--- Items from a dataset ---
══════════

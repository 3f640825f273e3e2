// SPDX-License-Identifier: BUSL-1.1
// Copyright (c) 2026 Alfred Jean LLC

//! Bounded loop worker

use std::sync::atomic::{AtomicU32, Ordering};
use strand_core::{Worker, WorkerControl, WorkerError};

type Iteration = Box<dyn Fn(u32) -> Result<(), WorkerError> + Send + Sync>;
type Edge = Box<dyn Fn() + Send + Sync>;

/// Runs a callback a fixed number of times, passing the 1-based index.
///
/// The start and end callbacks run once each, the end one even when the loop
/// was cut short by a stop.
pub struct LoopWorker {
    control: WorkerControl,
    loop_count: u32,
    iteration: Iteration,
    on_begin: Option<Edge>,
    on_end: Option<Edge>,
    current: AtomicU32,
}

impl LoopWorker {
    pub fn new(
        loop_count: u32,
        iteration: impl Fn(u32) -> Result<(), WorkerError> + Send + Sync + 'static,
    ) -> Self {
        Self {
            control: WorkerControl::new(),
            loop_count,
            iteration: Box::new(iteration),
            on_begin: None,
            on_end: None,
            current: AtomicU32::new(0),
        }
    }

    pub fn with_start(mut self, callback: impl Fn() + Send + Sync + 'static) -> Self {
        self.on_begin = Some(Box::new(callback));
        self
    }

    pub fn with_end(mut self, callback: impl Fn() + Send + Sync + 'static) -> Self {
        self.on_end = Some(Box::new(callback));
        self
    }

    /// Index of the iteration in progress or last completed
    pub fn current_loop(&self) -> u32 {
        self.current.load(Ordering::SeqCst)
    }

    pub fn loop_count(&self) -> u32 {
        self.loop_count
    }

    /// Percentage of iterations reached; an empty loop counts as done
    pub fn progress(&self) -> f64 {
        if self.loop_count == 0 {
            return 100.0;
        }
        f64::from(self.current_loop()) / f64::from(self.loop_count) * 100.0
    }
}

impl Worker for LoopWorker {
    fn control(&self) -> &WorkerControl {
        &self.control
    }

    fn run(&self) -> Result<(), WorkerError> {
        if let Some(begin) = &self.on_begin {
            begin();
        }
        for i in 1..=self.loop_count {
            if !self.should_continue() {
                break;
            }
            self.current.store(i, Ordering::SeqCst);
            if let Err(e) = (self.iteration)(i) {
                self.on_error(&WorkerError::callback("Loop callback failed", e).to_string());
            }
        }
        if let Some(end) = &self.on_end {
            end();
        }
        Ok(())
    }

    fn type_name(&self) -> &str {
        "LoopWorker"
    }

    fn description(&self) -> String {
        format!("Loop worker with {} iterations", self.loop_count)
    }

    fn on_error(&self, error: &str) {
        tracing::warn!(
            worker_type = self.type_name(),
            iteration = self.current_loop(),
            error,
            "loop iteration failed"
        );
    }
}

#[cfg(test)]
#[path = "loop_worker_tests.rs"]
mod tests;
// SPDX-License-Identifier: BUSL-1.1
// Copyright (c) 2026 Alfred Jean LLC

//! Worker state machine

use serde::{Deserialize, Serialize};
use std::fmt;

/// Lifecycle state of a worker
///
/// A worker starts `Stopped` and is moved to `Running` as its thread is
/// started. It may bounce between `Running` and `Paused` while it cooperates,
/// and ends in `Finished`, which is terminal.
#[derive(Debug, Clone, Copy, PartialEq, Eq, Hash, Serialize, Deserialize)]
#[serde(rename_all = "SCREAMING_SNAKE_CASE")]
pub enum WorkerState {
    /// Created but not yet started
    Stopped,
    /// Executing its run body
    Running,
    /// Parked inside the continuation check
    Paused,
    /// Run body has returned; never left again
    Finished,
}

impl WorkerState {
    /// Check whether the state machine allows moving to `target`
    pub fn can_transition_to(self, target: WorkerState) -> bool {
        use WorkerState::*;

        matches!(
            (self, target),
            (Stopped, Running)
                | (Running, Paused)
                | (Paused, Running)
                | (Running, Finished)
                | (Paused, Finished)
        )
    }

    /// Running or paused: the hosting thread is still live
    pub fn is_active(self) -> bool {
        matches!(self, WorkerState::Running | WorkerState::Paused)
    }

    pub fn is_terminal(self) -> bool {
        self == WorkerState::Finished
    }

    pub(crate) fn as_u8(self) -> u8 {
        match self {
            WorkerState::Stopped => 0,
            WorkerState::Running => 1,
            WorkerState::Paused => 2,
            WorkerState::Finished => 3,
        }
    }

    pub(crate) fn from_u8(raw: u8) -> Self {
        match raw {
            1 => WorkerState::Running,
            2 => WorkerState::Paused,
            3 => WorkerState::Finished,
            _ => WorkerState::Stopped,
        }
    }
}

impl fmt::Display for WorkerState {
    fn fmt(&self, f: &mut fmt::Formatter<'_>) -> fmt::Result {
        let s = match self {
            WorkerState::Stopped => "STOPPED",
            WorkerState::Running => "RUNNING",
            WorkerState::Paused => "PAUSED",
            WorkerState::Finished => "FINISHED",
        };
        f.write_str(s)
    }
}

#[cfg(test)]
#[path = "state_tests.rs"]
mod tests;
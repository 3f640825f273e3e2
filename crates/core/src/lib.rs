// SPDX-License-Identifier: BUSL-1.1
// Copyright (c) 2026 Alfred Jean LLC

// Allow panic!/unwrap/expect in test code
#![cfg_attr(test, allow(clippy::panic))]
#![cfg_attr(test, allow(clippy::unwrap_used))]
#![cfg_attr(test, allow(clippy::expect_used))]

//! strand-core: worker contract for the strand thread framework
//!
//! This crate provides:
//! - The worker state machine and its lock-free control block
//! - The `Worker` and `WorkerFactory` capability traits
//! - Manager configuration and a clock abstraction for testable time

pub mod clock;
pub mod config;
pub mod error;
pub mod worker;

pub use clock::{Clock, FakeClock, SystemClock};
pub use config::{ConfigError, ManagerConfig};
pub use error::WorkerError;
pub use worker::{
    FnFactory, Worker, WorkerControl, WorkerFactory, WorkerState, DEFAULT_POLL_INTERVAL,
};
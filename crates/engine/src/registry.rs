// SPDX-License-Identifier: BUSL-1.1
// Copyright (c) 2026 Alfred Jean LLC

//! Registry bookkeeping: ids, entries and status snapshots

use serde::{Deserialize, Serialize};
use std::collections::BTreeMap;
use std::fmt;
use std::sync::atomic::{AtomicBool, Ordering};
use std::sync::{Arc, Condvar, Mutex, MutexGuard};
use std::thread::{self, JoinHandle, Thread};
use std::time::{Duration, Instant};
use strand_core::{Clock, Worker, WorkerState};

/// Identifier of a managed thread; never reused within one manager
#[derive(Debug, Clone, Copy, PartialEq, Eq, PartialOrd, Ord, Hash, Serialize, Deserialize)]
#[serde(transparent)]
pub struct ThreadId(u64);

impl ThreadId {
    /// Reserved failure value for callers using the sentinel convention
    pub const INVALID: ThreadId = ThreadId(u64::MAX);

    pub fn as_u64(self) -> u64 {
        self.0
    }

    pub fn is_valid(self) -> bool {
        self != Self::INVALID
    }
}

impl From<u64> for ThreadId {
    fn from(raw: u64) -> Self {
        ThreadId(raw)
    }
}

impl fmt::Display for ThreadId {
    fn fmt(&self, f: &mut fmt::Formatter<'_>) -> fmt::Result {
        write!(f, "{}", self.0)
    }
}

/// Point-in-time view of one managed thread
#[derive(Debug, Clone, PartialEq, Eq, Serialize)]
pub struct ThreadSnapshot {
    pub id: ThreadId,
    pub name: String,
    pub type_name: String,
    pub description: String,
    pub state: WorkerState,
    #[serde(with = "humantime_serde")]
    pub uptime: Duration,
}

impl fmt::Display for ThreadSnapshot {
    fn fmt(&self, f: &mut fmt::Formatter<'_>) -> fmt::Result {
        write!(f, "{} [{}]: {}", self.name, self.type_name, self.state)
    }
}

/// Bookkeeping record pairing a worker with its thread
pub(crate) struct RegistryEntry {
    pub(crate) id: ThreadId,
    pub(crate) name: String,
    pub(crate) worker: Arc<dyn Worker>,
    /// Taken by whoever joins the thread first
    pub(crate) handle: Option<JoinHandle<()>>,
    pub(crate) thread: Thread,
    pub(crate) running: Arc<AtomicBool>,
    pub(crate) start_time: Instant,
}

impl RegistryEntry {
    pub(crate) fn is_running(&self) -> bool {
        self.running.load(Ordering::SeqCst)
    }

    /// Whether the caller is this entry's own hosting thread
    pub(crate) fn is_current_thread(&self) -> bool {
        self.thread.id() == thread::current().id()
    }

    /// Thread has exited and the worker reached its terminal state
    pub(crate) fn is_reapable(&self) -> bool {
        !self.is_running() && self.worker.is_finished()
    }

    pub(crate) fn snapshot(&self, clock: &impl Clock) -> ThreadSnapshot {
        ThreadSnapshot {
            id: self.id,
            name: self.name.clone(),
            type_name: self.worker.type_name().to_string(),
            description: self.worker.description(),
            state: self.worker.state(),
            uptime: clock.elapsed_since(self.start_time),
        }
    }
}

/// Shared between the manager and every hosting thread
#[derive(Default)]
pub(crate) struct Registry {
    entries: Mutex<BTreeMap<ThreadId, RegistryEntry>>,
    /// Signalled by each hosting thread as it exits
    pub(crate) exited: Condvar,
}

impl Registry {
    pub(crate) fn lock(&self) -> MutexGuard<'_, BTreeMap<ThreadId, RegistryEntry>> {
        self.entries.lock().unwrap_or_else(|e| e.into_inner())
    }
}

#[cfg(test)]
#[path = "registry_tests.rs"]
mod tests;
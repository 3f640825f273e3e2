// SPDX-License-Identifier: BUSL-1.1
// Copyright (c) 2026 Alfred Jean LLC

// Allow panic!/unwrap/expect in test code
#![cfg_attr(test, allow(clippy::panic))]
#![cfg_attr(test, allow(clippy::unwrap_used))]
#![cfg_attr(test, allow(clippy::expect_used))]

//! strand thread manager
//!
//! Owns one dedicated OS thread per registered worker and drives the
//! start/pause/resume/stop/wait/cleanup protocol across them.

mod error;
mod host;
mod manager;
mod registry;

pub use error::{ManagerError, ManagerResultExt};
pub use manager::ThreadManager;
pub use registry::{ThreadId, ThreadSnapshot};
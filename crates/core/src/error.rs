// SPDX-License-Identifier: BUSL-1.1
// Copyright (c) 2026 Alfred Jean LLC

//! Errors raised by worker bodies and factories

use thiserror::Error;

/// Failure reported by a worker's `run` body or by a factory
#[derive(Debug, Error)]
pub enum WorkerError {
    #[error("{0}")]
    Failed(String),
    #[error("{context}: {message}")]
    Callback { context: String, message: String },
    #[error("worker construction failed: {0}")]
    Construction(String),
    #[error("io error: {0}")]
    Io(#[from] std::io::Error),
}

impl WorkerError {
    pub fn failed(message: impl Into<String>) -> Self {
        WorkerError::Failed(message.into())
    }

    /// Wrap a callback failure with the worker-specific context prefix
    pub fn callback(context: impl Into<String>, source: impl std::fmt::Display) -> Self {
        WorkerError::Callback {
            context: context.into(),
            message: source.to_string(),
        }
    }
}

══════════

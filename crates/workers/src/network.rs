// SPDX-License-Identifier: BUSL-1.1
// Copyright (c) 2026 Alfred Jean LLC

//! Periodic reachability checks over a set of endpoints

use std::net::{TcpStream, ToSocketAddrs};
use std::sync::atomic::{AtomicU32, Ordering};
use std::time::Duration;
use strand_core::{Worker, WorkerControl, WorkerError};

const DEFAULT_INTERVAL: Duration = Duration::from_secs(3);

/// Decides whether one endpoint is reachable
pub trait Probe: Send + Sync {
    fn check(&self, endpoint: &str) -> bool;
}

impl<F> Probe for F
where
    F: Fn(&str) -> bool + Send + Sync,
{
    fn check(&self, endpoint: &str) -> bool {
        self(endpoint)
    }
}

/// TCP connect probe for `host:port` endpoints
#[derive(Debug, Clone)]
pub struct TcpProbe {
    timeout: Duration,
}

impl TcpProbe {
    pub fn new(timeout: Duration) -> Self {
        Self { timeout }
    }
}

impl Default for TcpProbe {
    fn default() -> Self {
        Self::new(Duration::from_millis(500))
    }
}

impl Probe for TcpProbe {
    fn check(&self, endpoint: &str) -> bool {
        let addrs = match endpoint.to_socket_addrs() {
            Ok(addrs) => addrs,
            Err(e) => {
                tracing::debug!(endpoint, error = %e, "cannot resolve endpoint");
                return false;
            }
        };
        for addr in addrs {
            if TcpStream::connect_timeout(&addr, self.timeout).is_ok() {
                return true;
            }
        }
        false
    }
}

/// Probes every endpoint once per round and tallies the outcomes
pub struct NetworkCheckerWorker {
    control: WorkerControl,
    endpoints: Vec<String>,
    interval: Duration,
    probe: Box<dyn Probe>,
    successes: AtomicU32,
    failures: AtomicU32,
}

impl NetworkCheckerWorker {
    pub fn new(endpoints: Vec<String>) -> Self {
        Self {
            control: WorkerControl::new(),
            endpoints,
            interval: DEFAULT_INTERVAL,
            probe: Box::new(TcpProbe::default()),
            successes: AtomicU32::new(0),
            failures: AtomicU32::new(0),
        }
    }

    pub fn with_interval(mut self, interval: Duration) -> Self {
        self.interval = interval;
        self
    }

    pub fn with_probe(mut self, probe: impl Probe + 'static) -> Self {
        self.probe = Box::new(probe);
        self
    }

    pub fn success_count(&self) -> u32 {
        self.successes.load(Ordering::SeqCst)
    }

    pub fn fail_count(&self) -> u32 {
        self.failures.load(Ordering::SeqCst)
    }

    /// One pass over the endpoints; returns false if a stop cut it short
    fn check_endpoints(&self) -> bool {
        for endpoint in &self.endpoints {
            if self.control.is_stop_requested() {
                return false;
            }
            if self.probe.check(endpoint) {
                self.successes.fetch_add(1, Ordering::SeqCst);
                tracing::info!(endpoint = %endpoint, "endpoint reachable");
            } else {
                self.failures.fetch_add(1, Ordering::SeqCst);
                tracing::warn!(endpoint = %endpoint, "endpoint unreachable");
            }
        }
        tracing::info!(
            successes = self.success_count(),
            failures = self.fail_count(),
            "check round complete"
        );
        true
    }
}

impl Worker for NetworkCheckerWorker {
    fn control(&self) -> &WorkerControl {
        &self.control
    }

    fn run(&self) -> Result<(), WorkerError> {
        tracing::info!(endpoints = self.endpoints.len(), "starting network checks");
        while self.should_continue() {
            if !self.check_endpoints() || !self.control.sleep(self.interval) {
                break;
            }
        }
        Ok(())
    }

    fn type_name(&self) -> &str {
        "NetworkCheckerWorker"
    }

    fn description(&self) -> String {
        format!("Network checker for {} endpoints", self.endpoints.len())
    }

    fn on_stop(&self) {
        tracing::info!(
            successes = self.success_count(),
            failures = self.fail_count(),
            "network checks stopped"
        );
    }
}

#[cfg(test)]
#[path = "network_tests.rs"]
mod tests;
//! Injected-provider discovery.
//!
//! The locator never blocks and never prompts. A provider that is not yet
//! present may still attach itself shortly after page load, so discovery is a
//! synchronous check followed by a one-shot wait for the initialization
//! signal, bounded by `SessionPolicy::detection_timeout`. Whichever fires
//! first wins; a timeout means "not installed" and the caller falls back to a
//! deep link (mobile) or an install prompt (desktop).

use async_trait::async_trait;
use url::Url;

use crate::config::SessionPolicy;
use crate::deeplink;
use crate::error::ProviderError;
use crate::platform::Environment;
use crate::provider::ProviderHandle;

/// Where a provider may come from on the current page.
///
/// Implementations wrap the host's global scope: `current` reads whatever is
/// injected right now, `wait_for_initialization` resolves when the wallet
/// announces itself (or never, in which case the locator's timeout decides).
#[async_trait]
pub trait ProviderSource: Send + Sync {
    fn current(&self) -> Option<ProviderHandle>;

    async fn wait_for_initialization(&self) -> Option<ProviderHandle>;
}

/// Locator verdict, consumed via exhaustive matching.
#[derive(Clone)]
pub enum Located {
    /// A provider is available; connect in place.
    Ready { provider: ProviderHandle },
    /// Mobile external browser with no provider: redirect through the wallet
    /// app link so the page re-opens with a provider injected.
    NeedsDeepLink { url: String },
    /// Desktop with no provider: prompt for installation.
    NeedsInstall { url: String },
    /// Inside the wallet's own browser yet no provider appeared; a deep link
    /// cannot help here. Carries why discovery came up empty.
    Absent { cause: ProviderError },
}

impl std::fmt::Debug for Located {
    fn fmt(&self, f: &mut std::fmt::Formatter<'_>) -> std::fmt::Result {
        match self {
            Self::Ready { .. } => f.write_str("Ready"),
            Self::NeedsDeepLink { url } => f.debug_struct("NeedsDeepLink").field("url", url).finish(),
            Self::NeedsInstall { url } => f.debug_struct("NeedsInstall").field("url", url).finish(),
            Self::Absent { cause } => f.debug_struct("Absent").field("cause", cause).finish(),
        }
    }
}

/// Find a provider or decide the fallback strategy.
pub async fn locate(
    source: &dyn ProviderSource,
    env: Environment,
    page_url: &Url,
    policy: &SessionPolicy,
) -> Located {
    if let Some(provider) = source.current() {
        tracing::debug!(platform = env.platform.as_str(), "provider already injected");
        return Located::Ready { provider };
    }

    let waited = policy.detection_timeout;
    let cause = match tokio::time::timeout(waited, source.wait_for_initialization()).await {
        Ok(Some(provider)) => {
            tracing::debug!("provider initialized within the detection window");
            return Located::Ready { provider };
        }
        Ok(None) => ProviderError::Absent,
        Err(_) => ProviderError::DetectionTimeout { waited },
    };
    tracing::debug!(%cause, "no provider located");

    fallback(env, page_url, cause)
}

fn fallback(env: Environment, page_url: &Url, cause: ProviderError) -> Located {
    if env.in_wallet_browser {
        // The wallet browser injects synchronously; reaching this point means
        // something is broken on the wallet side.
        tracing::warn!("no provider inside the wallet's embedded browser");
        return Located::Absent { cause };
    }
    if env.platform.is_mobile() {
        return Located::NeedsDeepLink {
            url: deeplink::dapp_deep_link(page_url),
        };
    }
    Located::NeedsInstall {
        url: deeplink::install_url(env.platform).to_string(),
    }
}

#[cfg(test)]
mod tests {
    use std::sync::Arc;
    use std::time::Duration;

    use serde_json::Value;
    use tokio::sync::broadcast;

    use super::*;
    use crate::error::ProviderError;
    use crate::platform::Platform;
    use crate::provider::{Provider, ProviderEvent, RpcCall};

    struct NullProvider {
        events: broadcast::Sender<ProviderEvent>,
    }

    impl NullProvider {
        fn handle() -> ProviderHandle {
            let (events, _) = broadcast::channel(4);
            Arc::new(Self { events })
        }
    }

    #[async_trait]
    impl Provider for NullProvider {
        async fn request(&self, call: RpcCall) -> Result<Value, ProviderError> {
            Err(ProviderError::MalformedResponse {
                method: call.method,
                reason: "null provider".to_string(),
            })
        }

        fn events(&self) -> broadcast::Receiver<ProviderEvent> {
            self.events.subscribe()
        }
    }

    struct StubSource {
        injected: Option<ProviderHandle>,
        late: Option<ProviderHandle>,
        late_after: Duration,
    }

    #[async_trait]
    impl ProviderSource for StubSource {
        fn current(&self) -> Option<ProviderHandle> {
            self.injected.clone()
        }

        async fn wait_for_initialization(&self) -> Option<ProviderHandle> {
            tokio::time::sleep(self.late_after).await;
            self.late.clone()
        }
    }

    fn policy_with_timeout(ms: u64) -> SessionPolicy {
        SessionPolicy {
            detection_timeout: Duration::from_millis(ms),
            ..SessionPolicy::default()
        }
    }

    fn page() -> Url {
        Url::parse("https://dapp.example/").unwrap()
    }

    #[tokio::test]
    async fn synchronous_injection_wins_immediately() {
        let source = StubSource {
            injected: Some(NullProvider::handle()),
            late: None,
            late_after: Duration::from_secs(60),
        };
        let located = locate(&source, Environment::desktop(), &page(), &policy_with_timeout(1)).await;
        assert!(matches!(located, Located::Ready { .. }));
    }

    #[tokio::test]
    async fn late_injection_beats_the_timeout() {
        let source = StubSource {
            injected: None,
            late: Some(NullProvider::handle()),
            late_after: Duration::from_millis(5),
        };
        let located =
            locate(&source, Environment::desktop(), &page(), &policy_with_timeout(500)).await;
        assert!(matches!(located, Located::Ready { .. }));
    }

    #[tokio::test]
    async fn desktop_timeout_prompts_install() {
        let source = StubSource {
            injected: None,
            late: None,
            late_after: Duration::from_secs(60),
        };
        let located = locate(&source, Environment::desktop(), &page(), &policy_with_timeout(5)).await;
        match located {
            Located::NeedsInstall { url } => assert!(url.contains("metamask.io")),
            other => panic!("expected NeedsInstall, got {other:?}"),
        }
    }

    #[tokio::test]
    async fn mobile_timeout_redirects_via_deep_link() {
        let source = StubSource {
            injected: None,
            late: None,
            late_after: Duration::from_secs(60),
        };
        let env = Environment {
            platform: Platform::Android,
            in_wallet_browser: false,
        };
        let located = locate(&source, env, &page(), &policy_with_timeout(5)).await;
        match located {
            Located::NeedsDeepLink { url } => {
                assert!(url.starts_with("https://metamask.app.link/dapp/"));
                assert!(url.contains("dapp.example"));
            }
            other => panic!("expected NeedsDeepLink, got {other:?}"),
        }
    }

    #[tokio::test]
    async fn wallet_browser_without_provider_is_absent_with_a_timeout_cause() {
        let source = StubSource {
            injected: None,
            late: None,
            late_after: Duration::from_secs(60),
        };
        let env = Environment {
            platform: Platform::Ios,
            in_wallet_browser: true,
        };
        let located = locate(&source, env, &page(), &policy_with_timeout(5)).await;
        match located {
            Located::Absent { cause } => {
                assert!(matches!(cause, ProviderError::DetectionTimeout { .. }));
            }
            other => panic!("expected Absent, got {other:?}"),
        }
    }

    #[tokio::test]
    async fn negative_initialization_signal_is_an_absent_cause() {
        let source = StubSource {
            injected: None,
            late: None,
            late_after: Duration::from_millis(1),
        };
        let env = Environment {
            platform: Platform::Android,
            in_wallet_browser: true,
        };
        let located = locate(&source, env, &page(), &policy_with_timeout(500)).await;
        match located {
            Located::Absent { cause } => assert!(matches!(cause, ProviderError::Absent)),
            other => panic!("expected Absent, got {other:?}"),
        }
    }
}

══════════

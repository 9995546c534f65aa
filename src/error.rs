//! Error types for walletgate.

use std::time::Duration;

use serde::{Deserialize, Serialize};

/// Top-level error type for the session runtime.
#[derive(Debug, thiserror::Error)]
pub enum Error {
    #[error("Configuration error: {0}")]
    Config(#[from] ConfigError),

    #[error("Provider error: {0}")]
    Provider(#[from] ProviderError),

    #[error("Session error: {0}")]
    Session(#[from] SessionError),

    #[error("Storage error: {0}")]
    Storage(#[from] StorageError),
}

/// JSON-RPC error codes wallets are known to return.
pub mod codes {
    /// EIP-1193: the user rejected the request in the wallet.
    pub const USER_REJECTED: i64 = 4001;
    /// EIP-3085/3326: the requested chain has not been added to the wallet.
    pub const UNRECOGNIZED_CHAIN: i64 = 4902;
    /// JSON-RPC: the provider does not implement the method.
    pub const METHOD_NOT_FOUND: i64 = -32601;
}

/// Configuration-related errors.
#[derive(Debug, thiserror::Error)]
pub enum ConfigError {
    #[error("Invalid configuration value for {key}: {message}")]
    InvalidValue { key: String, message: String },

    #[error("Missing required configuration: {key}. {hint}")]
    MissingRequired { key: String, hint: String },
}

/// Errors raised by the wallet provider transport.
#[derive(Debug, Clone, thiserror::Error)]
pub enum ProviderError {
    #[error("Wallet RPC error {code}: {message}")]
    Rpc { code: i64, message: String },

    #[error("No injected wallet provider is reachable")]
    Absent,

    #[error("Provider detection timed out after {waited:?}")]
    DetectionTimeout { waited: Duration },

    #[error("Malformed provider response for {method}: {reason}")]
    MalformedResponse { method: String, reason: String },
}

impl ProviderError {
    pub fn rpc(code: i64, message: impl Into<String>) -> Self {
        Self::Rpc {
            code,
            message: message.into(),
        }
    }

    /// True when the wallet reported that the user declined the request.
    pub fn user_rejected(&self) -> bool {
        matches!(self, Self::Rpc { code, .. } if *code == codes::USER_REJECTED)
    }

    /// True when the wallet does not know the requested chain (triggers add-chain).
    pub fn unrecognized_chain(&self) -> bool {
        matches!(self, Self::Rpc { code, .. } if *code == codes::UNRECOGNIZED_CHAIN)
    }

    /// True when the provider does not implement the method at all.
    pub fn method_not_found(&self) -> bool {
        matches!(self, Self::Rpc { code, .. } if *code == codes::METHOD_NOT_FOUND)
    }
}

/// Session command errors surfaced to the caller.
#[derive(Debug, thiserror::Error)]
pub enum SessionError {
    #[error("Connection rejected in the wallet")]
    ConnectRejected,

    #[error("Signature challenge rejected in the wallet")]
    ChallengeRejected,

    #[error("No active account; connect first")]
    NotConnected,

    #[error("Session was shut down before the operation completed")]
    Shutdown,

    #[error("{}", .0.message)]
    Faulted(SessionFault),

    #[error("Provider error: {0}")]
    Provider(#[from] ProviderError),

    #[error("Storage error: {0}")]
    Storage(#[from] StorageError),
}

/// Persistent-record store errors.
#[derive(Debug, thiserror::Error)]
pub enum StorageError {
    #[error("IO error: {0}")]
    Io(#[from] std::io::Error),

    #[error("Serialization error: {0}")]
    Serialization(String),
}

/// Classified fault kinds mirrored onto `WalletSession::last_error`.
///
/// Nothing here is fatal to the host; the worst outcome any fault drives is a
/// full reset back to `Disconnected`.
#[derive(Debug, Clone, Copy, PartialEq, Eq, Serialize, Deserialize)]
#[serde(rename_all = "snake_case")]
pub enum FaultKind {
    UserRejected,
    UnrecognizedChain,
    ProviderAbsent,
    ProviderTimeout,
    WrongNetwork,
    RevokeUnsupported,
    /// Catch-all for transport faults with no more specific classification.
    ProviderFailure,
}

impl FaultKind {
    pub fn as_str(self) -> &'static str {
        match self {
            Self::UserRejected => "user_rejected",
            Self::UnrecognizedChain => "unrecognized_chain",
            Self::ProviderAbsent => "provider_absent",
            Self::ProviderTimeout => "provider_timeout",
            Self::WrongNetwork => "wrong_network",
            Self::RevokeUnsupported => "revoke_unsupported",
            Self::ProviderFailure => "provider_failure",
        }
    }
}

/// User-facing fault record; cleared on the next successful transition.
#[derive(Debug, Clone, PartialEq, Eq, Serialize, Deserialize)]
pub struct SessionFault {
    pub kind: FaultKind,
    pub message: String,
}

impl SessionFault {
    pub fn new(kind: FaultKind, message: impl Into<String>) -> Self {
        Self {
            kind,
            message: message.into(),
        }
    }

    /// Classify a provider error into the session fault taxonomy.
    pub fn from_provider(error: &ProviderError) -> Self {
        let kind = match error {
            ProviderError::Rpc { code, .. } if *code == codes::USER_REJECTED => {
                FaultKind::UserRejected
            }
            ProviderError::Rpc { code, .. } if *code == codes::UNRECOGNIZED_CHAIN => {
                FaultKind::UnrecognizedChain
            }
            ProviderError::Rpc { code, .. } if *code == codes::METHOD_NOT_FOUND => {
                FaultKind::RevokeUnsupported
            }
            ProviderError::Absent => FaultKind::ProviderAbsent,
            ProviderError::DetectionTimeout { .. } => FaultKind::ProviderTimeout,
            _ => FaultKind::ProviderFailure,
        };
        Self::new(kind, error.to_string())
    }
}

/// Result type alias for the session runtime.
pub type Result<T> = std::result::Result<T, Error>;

══════════

--- ABOUT THIS EXERCISE ---
Which lines of the records above contain the word "waited"? Report each one in full.

--- COMPLETED TASK ---
    let waited = policy.detection_timeout;
    let cause = match tokio::time::timeout(waited, source.wait_for_initialization()).await {
        Err(_) => ProviderError::DetectionTimeout { waited },
    #[error("Provider detection timed out after {waited:?}")]
    DetectionTimeout { waited: Duration },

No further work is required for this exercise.